▶ [What to produce] Your answer should be one number: the count of lines in the records that include the word "transcode".
##### Exercise data #####
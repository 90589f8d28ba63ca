use std::time::Duration;

use axum::http::StatusCode;
use futures::StreamExt;
use tidecast_core::TidecastConfig;
use tidecast_core::relay::SESSION_HEADER;
use tidecast_core::transcode::{SimulatedBehavior, SimulatedEngine};

use crate::support::{
    CapturedLogs, Harness, Upstream, body_bytes, eventually, metadata, source_url,
};

const CHUNK: &[u8] = &[0x42; 1024];

#[tokio::test]
async fn test_client_disconnect_releases_session_and_upstream() {
    let harness = Harness::new(Some(metadata("hevc", "matroska,webm")));
    let url = source_url("live.mkv");
    harness.fetcher.add(&url, Upstream::endless(CHUNK));

    let response = harness.get(&format!("/transcode?url={url}")).await;
    assert_eq!(response.status(), StatusCode::OK);
    assert_eq!(harness.engine.active_sessions(), 1);
    assert_eq!(harness.fetcher.live_connections(), 1);

    let mut body = response.into_body().into_data_stream();
    let first = body.next().await.unwrap().unwrap();
    assert!(!first.is_empty());
    drop(body);

    let engine = harness.engine.clone();
    eventually("session release", move || engine.active_sessions() == 0).await;
    let fetcher = harness.fetcher.clone();
    eventually("upstream release", move || fetcher.live_connections() == 0).await;
}

#[tokio::test]
async fn test_slow_client_bounds_upstream_reads() {
    let harness = Harness::new(None);
    let url = source_url("live.mkv");
    harness.fetcher.add(&url, Upstream::endless(CHUNK));

    let response = harness.get(&format!("/audio-remux?url={url}")).await;
    assert_eq!(response.status(), StatusCode::OK);

    // The client never reads; the pipeline must stall instead of buffering
    tokio::time::sleep(Duration::from_millis(200)).await;
    let pulled = harness.fetcher.chunks_pulled();
    tokio::time::sleep(Duration::from_millis(200)).await;

    assert!(pulled <= 16, "pulled {pulled} chunks without a reader");
    assert_eq!(harness.fetcher.chunks_pulled(), pulled);

    drop(response);
    let fetcher = harness.fetcher.clone();
    eventually("upstream release", move || fetcher.live_connections() == 0).await;
}

#[tokio::test]
async fn test_engine_failure_mid_stream_releases_upstream() {
    let harness = Harness::with(
        TidecastConfig::for_testing(),
        None,
        SimulatedEngine::new(SimulatedBehavior::FailAfter {
            bytes: 4 * CHUNK.len(),
            reason: "corrupt frame".to_string(),
        }),
    );
    let url = source_url("live.mkv");
    harness.fetcher.add(&url, Upstream::endless(CHUNK));

    let response = harness.get(&format!("/audio-remux?url={url}")).await;
    assert_eq!(response.status(), StatusCode::OK);

    let mut body = response.into_body().into_data_stream();
    let mut received = 0;
    let mut aborted = false;
    while let Some(chunk) = body.next().await {
        match chunk {
            Ok(chunk) => received += chunk.len(),
            Err(_) => {
                aborted = true;
                break;
            }
        }
    }

    assert!(aborted, "body ended cleanly after engine failure");
    assert!(received >= CHUNK.len());
    drop(body);

    let fetcher = harness.fetcher.clone();
    eventually("upstream release", move || fetcher.live_connections() == 0).await;
    let engine = harness.engine.clone();
    eventually("session release", move || engine.active_sessions() == 0).await;
}

#[tokio::test]
async fn test_concurrent_requests_are_isolated() {
    let (logs, _guard) = CapturedLogs::install();
    let harness = Harness::new(Some(metadata("h264", "mov,mp4,m4a,3gp,3g2,mj2")));
    let first_url = source_url("first.mp4");
    let second_url = source_url("second.mp4");
    harness
        .fetcher
        .add(&first_url, Upstream::fixed(b"first source bytes", 3));
    harness
        .fetcher
        .add(&second_url, Upstream::fixed(b"the second source, longer", 5));

    let first_uri = format!("/transcode?url={first_url}");
    let second_uri = format!("/transcode?url={second_url}");
    let (first, second) = tokio::join!(harness.get(&first_uri), harness.get(&second_uri));

    assert_eq!(first.status(), StatusCode::OK);
    assert_eq!(second.status(), StatusCode::OK);
    let first_id = first.headers()[SESSION_HEADER].to_str().unwrap().to_string();
    let second_id = second.headers()[SESSION_HEADER].to_str().unwrap().to_string();
    assert_ne!(first_id, second_id);

    let (first_body, second_body) = tokio::join!(body_bytes(first), body_bytes(second));
    assert_eq!(first_body.as_ref(), b"first source bytes");
    assert_eq!(second_body.as_ref(), b"the second source, longer");
    assert_eq!(harness.engine.started_sessions(), 2);

    let completed = logs.clone();
    eventually("both streams completed", move || {
        completed
            .lines()
            .iter()
            .filter(|line| line.contains("Stream completed"))
            .count()
            == 2
    })
    .await;

    // Every session-scoped line names exactly one session, and the right source
    let sessions = [(&first_id, "first.mp4"), (&second_id, "second.mp4")];
    let lines = logs.lines();
    let session_lines: Vec<&String> = lines
        .iter()
        .filter(|line| {
            ["Relay progress", "Stream completed", "Simulated session finished"]
                .iter()
                .any(|message| line.contains(message))
        })
        .collect();

    for line in &session_lines {
        let owners: Vec<_> = sessions
            .iter()
            .filter(|(id, _)| line.contains(id.as_str()))
            .collect();
        assert_eq!(owners.len(), 1, "{line}");
        assert!(line.contains(owners[0].1), "{line}");
    }
    for (id, _) in sessions {
        assert!(
            session_lines
                .iter()
                .any(|line| line.contains("Relay progress") && line.contains(id.as_str())),
            "no progress logged for session {id}"
        );
    }
}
#####
▶ [Reply to the task] 4